If it's comfort you're optimizing for, then you may end up spending more rather than saving. Moreover, how will the machines in ML even know what is comfortable? Is the definition of comfort just 20°C? Is that really ML? Most of us would expect something fancier,  some form of interactivity where people can voice their comfort, like an app or webpage. So we just went from 'just optimize the thermostat' to 'we need a data platform and an app and whatnot'. The scope just grew a lot, but say we decide that we want to optimize for comfort first and cost reduction second.

We’ve decided what to optimize for. What’s next?

Given thermometer readings and feedback, you realize that in order to automate temperature regulation, you need your heating system to be operable by the algorithm (phase 2). So then you run into other problems like:

  • Can you even program against your heating system?
  • Is it connected to the Internet?

Upgrading for instance radiator valves to those standards is no trivial undertaking. You will probably need a plumber to shut down the building's heating system, drain it and install the new valves ($$$). The new IoT devices are often battery powered, so you induce maintenance costs by having to replace the batteries - this should probably be monitored into the dashboard as well.

Have we even mentioned integration with the energy meter system yet? Are the valves manually adjustable?
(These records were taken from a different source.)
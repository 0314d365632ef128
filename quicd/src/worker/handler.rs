//! # Connection Handler
//!
//! One admitted connection: the protocol engine, the TLS session behind it,
//! and the idle deadline.
//!
//! The handler is split in two so the engine can call back into TLS state
//! while the handler drives it:
//!
//! ```text
//! ConnectionHandler
//! ├── engine: E                    (ProtocolEngine)
//! └── handshake: HandshakeDriver   (TransportCallbacks)
//!     ├── tls: T                   (TlsSession + transcript pipes)
//!     ├── rng                      (initial packet number)
//!     └── crypto: Option<CryptoContext>
//! ```
//!
//! `engine.recv(datagram, now, &mut handshake)` borrows the two halves
//! disjointly.

use crate::crypto::{self, CryptoContext};
use crate::error::{Error, Result};
use crate::netio::DatagramSocket;
use crate::tls::{HandshakeStatus, TlsSession};
use bytes::BytesMut;
use quicd_quic::{EngineControl, ProtocolEngine, TransportCallbacks};
use rand::rngs::StdRng;
use rand::Rng;
use std::net::SocketAddr;
use std::time::{Duration, Instant};
use tracing::{debug, info, trace, warn};

/// Largest initial packet number handed to the engine.
const MAX_INITIAL_PKT_NUM: u64 = i32::MAX as u64;

#[derive(Debug, Clone, Copy, PartialEq, Eq)]
pub enum ConnectionPhase {
    Handshaking,
    Established,
}

// ============================================================================
// Handshake Driver
// ============================================================================

/// The callback half of a connection.
pub struct HandshakeDriver<T> {
    conn_id: u64,
    peer: SocketAddr,
    tls: T,
    rng: StdRng,
    crypto: Option<CryptoContext>,
    completion_signalled: bool,
    /// Root cause of the last callback failure; the engine only sees a code.
    failure: Option<Error>,
}

impl<T: TlsSession> HandshakeDriver<T> {
    pub fn new(conn_id: u64, peer: SocketAddr, tls: T, rng: StdRng) -> Self {
        Self {
            conn_id,
            peer,
            tls,
            rng,
            crypto: None,
            completion_signalled: false,
            failure: None,
        }
    }

    pub fn tls(&self) -> &T {
        &self.tls
    }

    pub fn crypto(&self) -> Option<&CryptoContext> {
        self.crypto.as_ref()
    }

    /// Take the recorded failure, if any.
    pub fn take_failure(&mut self) -> Option<Error> {
        self.failure.take()
    }

    /// Record `err` and translate it for the engine.
    fn fail(&mut self, err: Error) -> quicd_quic::Error {
        let code = match &err {
            Error::Engine(e) => *e,
            Error::Crypto => quicd_quic::Error::Crypto,
            _ => quicd_quic::Error::CallbackFailure,
        };
        self.failure = Some(err);
        code
    }

    /// One TLS handshake step. Signals completion to the engine once.
    pub fn drive_handshake(&mut self, ctl: &mut dyn EngineControl) -> Result<()> {
        match self.tls.do_handshake() {
            Ok(HandshakeStatus::Complete) => {
                if !self.completion_signalled {
                    self.completion_signalled = true;
                    debug!(conn_id = self.conn_id, peer = %self.peer, "TLS handshake finished");
                    ctl.handshake_completed();
                }
                Ok(())
            }
            Ok(HandshakeStatus::WouldBlock) => Ok(()),
            Err(e) => {
                warn!(conn_id = self.conn_id, peer = %self.peer, error = %e, "TLS handshake failed");
                Err(e)
            }
        }
    }

    fn complete_handshake(&mut self, ctl: &mut dyn EngineControl) -> Result<()> {
        if self.crypto.is_some() {
            return Err(Error::KeyDerivation("keys already installed"));
        }
        let keys = crypto::derive_keys(&self.tls)?;
        crypto::install_keys(&keys, ctl)?;

        info!(
            conn_id = self.conn_id,
            peer = %self.peer,
            prf = ?keys.context.prf,
            aead = ?keys.context.aead,
            "handshake completed"
        );
        self.crypto = Some(keys.context);
        Ok(())
    }

    fn aead(&self) -> Result<crypto::AeadAlgorithm> {
        self.crypto.as_ref().map(|c| c.aead).ok_or(Error::Crypto)
    }
}

impl<T: TlsSession> TransportCallbacks for HandshakeDriver<T> {
    fn send_server_cleartext(
        &mut self,
        ctl: &mut dyn EngineControl,
        pkt_num: Option<&mut u64>,
    ) -> quicd_quic::Result<&[u8]> {
        self.drive_handshake(ctl).map_err(|e| self.fail(e))?;

        if let Some(pn) = pkt_num {
            *pn = self.rng.gen_range(0..=MAX_INITIAL_PKT_NUM);
            if self.tls.transport().outbound.unread().is_empty() {
                debug!(conn_id = self.conn_id, peer = %self.peer, "incomplete ClientHello");
                return Err(self.fail(Error::Handshake("incomplete ClientHello".to_string())));
            }
        }

        Ok(self.tls.transport_mut().outbound.take_unread())
    }

    fn recv_handshake_data(
        &mut self,
        ctl: &mut dyn EngineControl,
        data: &[u8],
    ) -> quicd_quic::Result<()> {
        trace!(conn_id = self.conn_id, len = data.len(), "handshake bytes from client");
        self.tls.transport_mut().inbound.append(data);
        self.drive_handshake(ctl).map_err(|e| self.fail(e))
    }

    fn handshake_completed(&mut self, ctl: &mut dyn EngineControl) -> quicd_quic::Result<()> {
        self.complete_handshake(ctl).map_err(|e| {
            warn!(conn_id = self.conn_id, peer = %self.peer, error = %e, "key installation failed");
            self.fail(e)
        })
    }

    fn encrypt(
        &mut self,
        dest: &mut [u8],
        plaintext: &[u8],
        key: &[u8],
        nonce: &[u8],
        ad: &[u8],
    ) -> quicd_quic::Result<usize> {
        self.aead()
            .and_then(|alg| crypto::boring::seal(alg, key, nonce, ad, plaintext, dest))
            .map_err(|e| self.fail(e))
    }

    fn decrypt(
        &mut self,
        dest: &mut [u8],
        ciphertext: &[u8],
        key: &[u8],
        nonce: &[u8],
        ad: &[u8],
    ) -> quicd_quic::Result<usize> {
        self.aead()
            .and_then(|alg| crypto::boring::open(alg, key, nonce, ad, ciphertext, dest))
            .map_err(|e| self.fail(e))
    }
}

// ============================================================================
// Connection Handler
// ============================================================================

pub struct ConnectionHandler<E, T> {
    peer: SocketAddr,
    conn_id: u64,
    max_pktlen: usize,
    engine: E,
    handshake: HandshakeDriver<T>,
    /// Armed once at admission.
    deadline: Instant,
    send_buf: BytesMut,
}

impl<E: ProtocolEngine, T: TlsSession> ConnectionHandler<E, T> {
    #[allow(clippy::too_many_arguments)]
    pub fn new(
        peer: SocketAddr,
        conn_id: u64,
        max_pktlen: usize,
        engine: E,
        tls: T,
        rng: StdRng,
        now: Instant,
        idle_timeout: Duration,
    ) -> Self {
        Self {
            peer,
            conn_id,
            max_pktlen,
            engine,
            handshake: HandshakeDriver::new(conn_id, peer, tls, rng),
            deadline: now + idle_timeout,
            send_buf: BytesMut::zeroed(max_pktlen),
        }
    }

    pub fn peer(&self) -> SocketAddr {
        self.peer
    }

    pub fn conn_id(&self) -> u64 {
        self.conn_id
    }

    pub fn max_pktlen(&self) -> usize {
        self.max_pktlen
    }

    pub fn engine(&self) -> &E {
        &self.engine
    }

    pub fn handshake(&self) -> &HandshakeDriver<T> {
        &self.handshake
    }

    pub fn phase(&self) -> ConnectionPhase {
        if self.handshake.crypto.is_some() {
            ConnectionPhase::Established
        } else {
            ConnectionPhase::Handshaking
        }
    }

    pub fn deadline(&self) -> Instant {
        self.deadline
    }

    pub fn is_expired(&self, now: Instant) -> bool {
        now >= self.deadline
    }

    fn engine_error(&mut self, err: quicd_quic::Error) -> Error {
        self.handshake.take_failure().unwrap_or(Error::Engine(err))
    }

    /// Feed one datagram to the engine, then flush whatever it produced.
    pub fn on_receive<S: DatagramSocket>(
        &mut self,
        datagram: &[u8],
        now: Instant,
        socket: &S,
    ) -> Result<()> {
        if let Err(e) = self.engine.recv(datagram, now, &mut self.handshake) {
            return Err(self.engine_error(e));
        }
        self.drain_and_send(now, socket)
    }

    /// Pull packets from the engine until it has nothing left to send.
    pub fn drain_and_send<S: DatagramSocket>(&mut self, now: Instant, socket: &S) -> Result<()> {
        loop {
            let n = match self.engine.send(&mut self.send_buf, now, &mut self.handshake) {
                Ok(0) => return Ok(()),
                Ok(n) => n,
                Err(e) => return Err(self.engine_error(e)),
            };
            socket.send_to(&self.send_buf[..n], self.peer)?;
            trace!(conn_id = self.conn_id, peer = %self.peer, len = n, "sent datagram");
        }
    }
}

#[cfg(test)]
mod tests {
    use super::*;
    use crate::crypto::{AeadAlgorithm, Prf};
    use crate::tls::HandshakeTransport;
    use rand::SeedableRng;

    struct CompletedTls {
        transport: HandshakeTransport,
    }

    impl TlsSession for CompletedTls {
        fn transport(&self) -> &HandshakeTransport {
            &self.transport
        }

        fn transport_mut(&mut self) -> &mut HandshakeTransport {
            &mut self.transport
        }

        fn do_handshake(&mut self) -> Result<HandshakeStatus> {
            Ok(HandshakeStatus::Complete)
        }

        fn negotiated_prf(&self) -> Option<Prf> {
            Some(Prf::Sha256)
        }

        fn negotiated_aead(&self) -> Option<AeadAlgorithm> {
            Some(AeadAlgorithm::Aes128Gcm)
        }

        fn export_secret(&self, _label: &str, out: &mut [u8]) -> Result<()> {
            out.fill(7);
            Ok(())
        }
    }

    #[derive(Default)]
    struct CountingControl {
        completed: usize,
        installs: usize,
    }

    impl EngineControl for CountingControl {
        fn handshake_completed(&mut self) {
            self.completed += 1;
        }

        fn update_tx_keys(&mut self, _key: &[u8], _iv: &[u8]) -> quicd_quic::Result<()> {
            self.installs += 1;
            Ok(())
        }

        fn update_rx_keys(&mut self, _key: &[u8], _iv: &[u8]) -> quicd_quic::Result<()> {
            self.installs += 1;
            Ok(())
        }

        fn set_aead_overhead(&mut self, _overhead: usize) {}
    }

    fn driver() -> HandshakeDriver<CompletedTls> {
        HandshakeDriver::new(
            1,
            "127.0.0.1:4433".parse().unwrap(),
            CompletedTls {
                transport: HandshakeTransport::new(),
            },
            StdRng::seed_from_u64(7),
        )
    }

    #[test]
    fn test_completion_signalled_once() {
        let mut d = driver();
        let mut ctl = CountingControl::default();
        d.drive_handshake(&mut ctl).unwrap();
        d.drive_handshake(&mut ctl).unwrap();
        assert_eq!(ctl.completed, 1);
    }

    #[test]
    fn test_second_completion_is_rejected() {
        let mut d = driver();
        let mut ctl = CountingControl::default();
        TransportCallbacks::handshake_completed(&mut d, &mut ctl).unwrap();
        assert_eq!(ctl.installs, 2);
        assert!(d.crypto().is_some());

        assert_eq!(
            TransportCallbacks::handshake_completed(&mut d, &mut ctl),
            Err(quicd_quic::Error::CallbackFailure)
        );
        assert_eq!(ctl.installs, 2, "keys must not be installed twice");
        assert!(matches!(d.take_failure(), Some(Error::KeyDerivation(_))));
    }

    #[test]
    fn test_empty_flight_with_packet_number_fails() {
        let mut d = driver();
        let mut ctl = CountingControl::default();
        let mut pn = 0u64;
        assert!(d.send_server_cleartext(&mut ctl, Some(&mut pn)).is_err());
        assert!(pn <= MAX_INITIAL_PKT_NUM);
        assert!(matches!(d.take_failure(), Some(Error::Handshake(_))));
    }

    #[test]
    fn test_outbound_tail_returned_once() {
        let mut d = driver();
        let mut ctl = CountingControl::default();
        d.tls.transport_mut().outbound.append(b"server hello");

        let mut pn = 0u64;
        let first = d.send_server_cleartext(&mut ctl, Some(&mut pn)).unwrap().to_vec();
        assert_eq!(first, b"server hello");
        assert!(d.send_server_cleartext(&mut ctl, None).unwrap().is_empty());
    }

    #[test]
    fn test_aead_before_keys_fails() {
        let mut d = driver();
        let mut out = [0u8; 64];
        assert_eq!(
            d.encrypt(&mut out, b"x", &[0; 16], &[0; 12], b""),
            Err(quicd_quic::Error::Crypto)
        );
    }
}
Should they even be? Does the definition of comfort include no frustration due to technology being in your way?

Well, this is getting out of hand. The smaller project would be just phase one: gathering the data, and only at a later stage implement the automated regulation. There are a couple of upsides.

From a data science perspective it would be very nice to have data representing the baseline: what the temperatures, costs and comfort levels are before the algorithms take control.

It manages risk in the sense that upon reevaluation you might conclude the next phase isn't necessary. The goals can always be refined. Just by making this information available, our office discussions about the temperature now have additional facts. We can with certainty say that the kitchen area is more chilly than the corner meeting room.

Since we are a team of data scientists and engineers: We're going to build the best, the most intelligent, the grandiosest heating system ever!

Even though the project is getting out of hand, the scope is still relatively restricted. Since ML really shines in the face of lots of (relevant) data, you could argue that more sources of relevant data is better. And more fun. It's easy to come up with a few sources:

  • Meteorological data, both forecasts and the current. Local luminescence sensors for clouds/window shades.
  • Positional data (of the thermometers and radiators, maybe even entire floor plans).
  • Building occupancy. In a crowded office, heat generated by people could be significant. Even if you could track occupancy, this is dangerously close to GDPR. A few options are:
    • electronic key usage
    • count of connected devices to Wi-Fi
    • count of available parking spots
    • online calendar event details
    • (security) cameras
    • cafeteria sales

Obviously this is over the top: it's going to be nearly impossible to incorporate all of these, nor should you want to, nor will it positively affect the effectiveness of ML (probably). It's an engineer's dream, but an investor's nightmare.


And oh yeah, we haven't even gotten around to any actual ML yet. As for a conclusion: "How hard can it be...?" Famous last words.